--- Required action ---
The lines to reproduce run from the first one below to the line containing "pub fn build_config(args: ConvertArgs)", both included. Reproduce them exactly and nothing else.

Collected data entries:
--- START ---
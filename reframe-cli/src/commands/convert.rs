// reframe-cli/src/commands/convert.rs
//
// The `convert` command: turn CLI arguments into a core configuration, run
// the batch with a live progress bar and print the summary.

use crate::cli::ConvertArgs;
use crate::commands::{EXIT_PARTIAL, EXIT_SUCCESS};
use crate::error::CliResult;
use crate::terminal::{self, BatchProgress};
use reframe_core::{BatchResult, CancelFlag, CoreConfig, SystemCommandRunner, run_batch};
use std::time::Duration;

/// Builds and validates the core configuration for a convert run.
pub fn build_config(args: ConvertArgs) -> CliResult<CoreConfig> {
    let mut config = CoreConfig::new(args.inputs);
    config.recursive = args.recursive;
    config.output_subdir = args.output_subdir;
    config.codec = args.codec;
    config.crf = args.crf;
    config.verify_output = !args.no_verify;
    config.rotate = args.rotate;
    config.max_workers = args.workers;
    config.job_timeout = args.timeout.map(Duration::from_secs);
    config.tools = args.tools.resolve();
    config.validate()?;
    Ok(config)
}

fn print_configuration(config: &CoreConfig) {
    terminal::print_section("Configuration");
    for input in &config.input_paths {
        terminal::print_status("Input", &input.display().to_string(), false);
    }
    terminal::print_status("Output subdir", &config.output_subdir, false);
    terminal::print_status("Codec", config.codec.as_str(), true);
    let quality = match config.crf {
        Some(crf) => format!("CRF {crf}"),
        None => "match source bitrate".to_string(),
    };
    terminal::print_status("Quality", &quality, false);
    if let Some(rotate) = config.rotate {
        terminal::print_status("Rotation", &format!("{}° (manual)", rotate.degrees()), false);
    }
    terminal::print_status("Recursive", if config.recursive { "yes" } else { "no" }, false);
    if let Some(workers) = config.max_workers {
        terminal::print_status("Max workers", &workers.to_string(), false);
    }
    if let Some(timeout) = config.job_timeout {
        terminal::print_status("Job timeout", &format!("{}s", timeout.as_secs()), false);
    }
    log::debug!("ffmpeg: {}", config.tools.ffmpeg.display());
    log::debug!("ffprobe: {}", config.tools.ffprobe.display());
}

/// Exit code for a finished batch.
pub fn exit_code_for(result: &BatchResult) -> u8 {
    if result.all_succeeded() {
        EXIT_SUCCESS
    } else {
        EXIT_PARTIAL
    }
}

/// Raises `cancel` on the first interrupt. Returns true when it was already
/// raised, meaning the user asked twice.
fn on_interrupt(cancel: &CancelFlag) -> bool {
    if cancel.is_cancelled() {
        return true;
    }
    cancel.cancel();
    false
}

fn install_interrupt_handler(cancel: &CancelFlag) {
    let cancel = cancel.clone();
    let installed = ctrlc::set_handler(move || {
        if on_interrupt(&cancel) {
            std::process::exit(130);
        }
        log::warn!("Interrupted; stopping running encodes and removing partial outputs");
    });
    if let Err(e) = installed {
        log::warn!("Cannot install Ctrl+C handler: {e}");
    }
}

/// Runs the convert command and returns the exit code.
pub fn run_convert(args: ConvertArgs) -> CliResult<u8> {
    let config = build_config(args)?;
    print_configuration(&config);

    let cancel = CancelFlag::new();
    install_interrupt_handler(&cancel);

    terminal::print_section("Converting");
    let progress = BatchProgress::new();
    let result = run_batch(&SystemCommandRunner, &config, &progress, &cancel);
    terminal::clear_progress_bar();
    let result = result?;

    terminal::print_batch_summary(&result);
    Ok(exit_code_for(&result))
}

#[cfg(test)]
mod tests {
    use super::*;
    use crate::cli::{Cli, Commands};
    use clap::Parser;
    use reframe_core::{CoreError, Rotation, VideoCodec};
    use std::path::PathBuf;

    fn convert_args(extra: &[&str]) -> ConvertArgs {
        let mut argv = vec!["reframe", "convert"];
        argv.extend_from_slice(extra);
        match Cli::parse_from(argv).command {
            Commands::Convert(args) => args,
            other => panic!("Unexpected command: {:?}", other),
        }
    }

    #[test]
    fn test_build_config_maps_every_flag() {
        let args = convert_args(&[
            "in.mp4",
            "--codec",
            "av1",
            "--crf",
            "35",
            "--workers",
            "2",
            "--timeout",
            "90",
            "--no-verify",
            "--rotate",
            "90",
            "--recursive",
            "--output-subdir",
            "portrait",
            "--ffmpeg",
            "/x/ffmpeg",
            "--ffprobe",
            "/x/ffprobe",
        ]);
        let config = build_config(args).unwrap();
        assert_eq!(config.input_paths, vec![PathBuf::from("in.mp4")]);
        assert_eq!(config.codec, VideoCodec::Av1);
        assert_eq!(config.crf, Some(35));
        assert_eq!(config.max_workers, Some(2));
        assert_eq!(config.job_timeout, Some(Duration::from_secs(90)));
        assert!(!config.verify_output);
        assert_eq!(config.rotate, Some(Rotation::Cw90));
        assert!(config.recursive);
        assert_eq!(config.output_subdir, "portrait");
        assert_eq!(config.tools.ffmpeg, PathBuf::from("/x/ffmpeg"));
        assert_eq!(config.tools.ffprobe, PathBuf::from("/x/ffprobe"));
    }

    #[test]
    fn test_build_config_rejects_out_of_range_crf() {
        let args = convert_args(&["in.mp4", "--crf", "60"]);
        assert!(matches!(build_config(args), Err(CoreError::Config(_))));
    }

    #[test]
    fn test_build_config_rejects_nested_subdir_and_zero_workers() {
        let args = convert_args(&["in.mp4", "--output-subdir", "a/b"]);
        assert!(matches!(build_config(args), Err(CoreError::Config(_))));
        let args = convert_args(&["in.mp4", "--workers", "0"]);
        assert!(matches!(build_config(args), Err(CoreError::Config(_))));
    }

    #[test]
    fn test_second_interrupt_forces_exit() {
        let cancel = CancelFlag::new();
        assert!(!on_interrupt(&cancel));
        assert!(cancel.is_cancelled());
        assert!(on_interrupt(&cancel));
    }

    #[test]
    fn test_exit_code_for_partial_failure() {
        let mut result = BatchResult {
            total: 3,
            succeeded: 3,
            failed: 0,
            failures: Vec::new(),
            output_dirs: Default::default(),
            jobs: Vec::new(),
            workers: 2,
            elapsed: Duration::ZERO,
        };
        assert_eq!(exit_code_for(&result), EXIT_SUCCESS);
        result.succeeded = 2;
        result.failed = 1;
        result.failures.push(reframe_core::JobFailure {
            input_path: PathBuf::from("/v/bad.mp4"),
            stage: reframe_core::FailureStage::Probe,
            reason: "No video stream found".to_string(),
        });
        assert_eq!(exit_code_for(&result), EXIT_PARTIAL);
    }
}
--- END ---
--- Solution to this problem ---
filename reframe-cli/src/commands/convert.rs
// reframe-cli/src/commands/convert.rs
//
// The `convert` command: turn CLI arguments into a core configuration, run
// the batch with a live progress bar and print the summary.

use crate::cli::ConvertArgs;
use crate::commands::{EXIT_PARTIAL, EXIT_SUCCESS};
use crate::error::CliResult;
use crate::terminal::{self, BatchProgress};
use reframe_core::{BatchResult, CancelFlag, CoreConfig, SystemCommandRunner, run_batch};
use std::time::Duration;

/// Builds and validates the core configuration for a convert run.
pub fn build_config(args: ConvertArgs) -> CliResult<CoreConfig> {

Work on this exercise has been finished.